The quality of their work has been acknowledged by 46 Critics' Table Awards, 26 B. Iden Payne Awards, 4 NEA Awards, three TCG National Artist Residencies, feature articles in American Theater and Yale Theatre Magazine. Their production of The Drawer Boy was awarded the 2004 B. Iden Payne Award for Outstanding Drama and the Critics' Table Award for Outstanding Comedy. Their production of Vigil won the 2003 B. Iden Payne Award for Outstanding Comedy.
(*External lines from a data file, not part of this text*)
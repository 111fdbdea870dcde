//! BLE HID-over-GATT keyboard host protocol engine.
//!
//! Sans-IO core of a HOGP (HID over GATT Profile) central: it finds a
//! keyboard peripheral in scan reports, walks its GATT hierarchy to locate
//! the input Report characteristics, subscribes to their notifications,
//! and decodes the 8-byte boot-keyboard reports into a character stream.
//!
//! The crate never talks to a radio.  The embedding application implements
//! [`GattTransport`] over its BLE stack and feeds every stack callback into
//! [`KeyboardHost::handle_transport_event`]; decoded keys come back through
//! a [`HostHandler`].
//!
//! ```no_run
//! use hogp_host::{Key, KeyboardHost, HostHandler, Keys};
//!
//! struct Printer;
//!
//! impl HostHandler for Printer {
//!     fn on_report(&mut self, keys: Keys) {
//!         for key in keys {
//!             match key {
//!                 Key::Char(c) => print!("{c}"),
//!                 Key::Unmapped(code) => print!("[0x{code:02X}]"),
//!             }
//!         }
//!     }
//! }
//!
//! # fn demo<T: hogp_host::GattTransport>(transport: T) {
//! let mut host = KeyboardHost::new(transport);
//! host.start_discovery(5_000).unwrap();
//! // ... feed transport events into host.handle_transport_event(...)
//! # }
//! ```
//!
//! No alloc, no blocking; everything runs on the caller's event-dispatch
//! context.  Logging goes through `defmt` or `log` by cargo feature and is
//! off by default.

#![cfg_attr(not(test), no_std)]

// This module MUST come first so the others see its macros.
pub(crate) mod fmt;

pub mod ble;
pub mod config;
pub mod error;
pub mod hid;
pub mod host;
pub mod transport;

pub use ble::discovery::{DiscoveryEngine, Outcome, Phase, ReportSlot};
pub use ble::{DeviceIdentity, PeerAddress, ReportType};
pub use error::HostError;
pub use hid::{decode_report, Key, KeyboardReport, Keys};
pub use host::{HostEvent, HostHandler, KeyboardHost};
pub use transport::{GattTransport, TransportEvent};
Hyde Park Theatre received 13 Critics' Table Award nominations in 2003 and 9 Critics' Table Award nominations in 2004 and in 2005. Thirteen of their company members were named to the Austin Chronicles list of Austin's top 40 stage actors.

Artistic Director Ken Webster has received 46 B. Iden Payne Award nominations and 13 B. Iden Payne Awards. He received the B. Iden Payne Award for Outstanding Direction in 2003, 2004, and 2007. In 2003, he received a Critics' Table Award for directing the world premiere of Something Someone Someplace Else by Ann Marie Healy and Marion Bridge by Daniel MacIvor. He is the only director to have been honored with B. Iden Payne Awards for directing in each of the last 3 decades. Webster was inducted into the Austin Arts Hall of Fame on June 5, 2006.

Between their mainstage season, FronteraFest, and rental shows, between 16,500 and 21,000 people visit Hyde Park Theatre annually, and over a thousand artists present their work. HPT is member of Theatre Communications Group, and serves as the umbrella organization for Da! Theatre Collective and the performance home to many of Austin's best alternative artists and companies.